(Records from a collection)

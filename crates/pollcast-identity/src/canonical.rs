//! Canonical form of rendered content.
//!
//! The host page prefixes every answer with an ordinal marker such as
//! `<span class="answernumber">b. </span>`. The ordinal follows the answer's
//! position, and the host shuffles positions, so markers must not take part in
//! identity. Everything else, including other markup, is kept verbatim: an
//! image-only answer still differs from its siblings by its `src`.

use std::borrow::Cow;

/// Class token marking an ordinal-marker span.
pub const ORDINAL_MARKER_CLASS: &str = "answernumber";

/// Strip every ordinal-marker span (and its contents) from `content`.
///
/// Repeats until no marker remains, so the result is a fixpoint:
/// `canonicalize(canonicalize(x)) == canonicalize(x)`.
/// An unterminated marker is left in place.
pub fn canonicalize(content: &str) -> Cow<'_, str> {
    canonicalize_with(content, ORDINAL_MARKER_CLASS)
}

/// [`canonicalize`] for pages that mark ordinals with a different class.
pub fn canonicalize_with<'a>(content: &'a str, marker_class: &str) -> Cow<'a, str> {
    if marker_class.is_empty() || !content.contains(marker_class) {
        return Cow::Borrowed(content);
    }

    let mut current = content.to_string();
    while let Some(next) = strip_pass(&current, marker_class) {
        current = next;
    }

    if current == content {
        Cow::Borrowed(content)
    } else {
        Cow::Owned(current)
    }
}

/// One left-to-right removal pass. `None` when nothing was removed.
fn strip_pass(content: &str, marker_class: &str) -> Option<String> {
    let mut out = String::with_capacity(content.len());
    let mut rest = content;
    let mut removed = false;

    while let Some(start) = find_marker_open(rest, marker_class) {
        let (before, marker) = rest.split_at(start);
        match closing_span_end(marker) {
            Some(end) => {
                out.push_str(before);
                rest = &marker[end..];
                removed = true;
            }
            None => break,
        }
    }
    out.push_str(rest);

    removed.then_some(out)
}

/// Byte offset of the next `<span ...>` whose class list holds the marker token.
fn find_marker_open(s: &str, marker_class: &str) -> Option<usize> {
    let mut offset = 0;
    while let Some(rel) = s[offset..].find("<span") {
        let start = offset + rel;
        if let Some(tag_len) = span_open_len(&s[start..]) {
            if has_marker_class(&s[start..start + tag_len], marker_class) {
                return Some(start);
            }
        }
        offset = start + "<span".len();
    }
    None
}

/// Length of the opening tag at the start of `s` if it really is a `<span>`
/// (and not, say, `<spanner>`).
fn span_open_len(s: &str) -> Option<usize> {
    let after = s.get("<span".len()..)?;
    match after.chars().next() {
        Some(c) if c == '>' || c.is_whitespace() => {}
        _ => return None,
    }
    s.find('>').map(|gt| gt + 1)
}

fn has_marker_class(open_tag: &str, marker_class: &str) -> bool {
    class_attr(open_tag).is_some_and(|value| {
        value.split_whitespace().any(|class| class == marker_class)
    })
}

/// Value of the `class` attribute of an opening tag, scanning attribute by
/// attribute so that names like `data-class` are not mistaken for it.
fn class_attr(open_tag: &str) -> Option<&str> {
    let body = open_tag.strip_prefix('<')?;
    let body = body.strip_suffix('>').unwrap_or(body);
    // Skip the tag name.
    let mut rest = body.trim_start_matches(|c: char| !c.is_whitespace() && c != '/');

    loop {
        rest = rest.trim_start_matches(|c: char| c.is_whitespace() || c == '/');
        if rest.is_empty() {
            return None;
        }

        let name_len = rest
            .find(|c: char| c.is_whitespace() || c == '=' || c == '/')
            .unwrap_or(rest.len());
        let (name, after) = rest.split_at(name_len);

        let after_ws = after.trim_start();
        let Some(after_eq) = after_ws.strip_prefix('=') else {
            // Valueless attribute.
            rest = after;
            continue;
        };
        let after_eq = after_eq.trim_start();

        let (value, tail) = match after_eq.chars().next() {
            Some(quote @ ('"' | '\'')) => {
                let quoted = &after_eq[1..];
                match quoted.find(quote) {
                    Some(end) => (&quoted[..end], &quoted[end + 1..]),
                    None => (quoted, ""),
                }
            }
            _ => {
                let end = after_eq.find(char::is_whitespace).unwrap_or(after_eq.len());
                after_eq.split_at(end)
            }
        };

        if name.eq_ignore_ascii_case("class") {
            return Some(value);
        }
        rest = tail;
    }
}

/// Given `s` starting with a span opening tag, the byte offset just past its
/// matching `</span>`, honouring nested spans.
fn closing_span_end(s: &str) -> Option<usize> {
    const CLOSE: &str = "</span>";

    let mut depth = 0usize;
    let mut pos = 0;
    while let Some(rel) = s[pos..].find('<') {
        let at = pos + rel;
        let tail = &s[at..];
        if tail.starts_with(CLOSE) {
            depth = depth.checked_sub(1)?;
            pos = at + CLOSE.len();
            if depth == 0 {
                return Some(pos);
            }
        } else if let Some(len) = span_open_len(tail) {
            depth += 1;
            pos = at + len;
        } else {
            pos = at + 1;
        }
    }
    None
}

(Exercise)
Lines containing the word "identity" are to be tallied across the entries above; give only the resulting count.

(Written solution)
2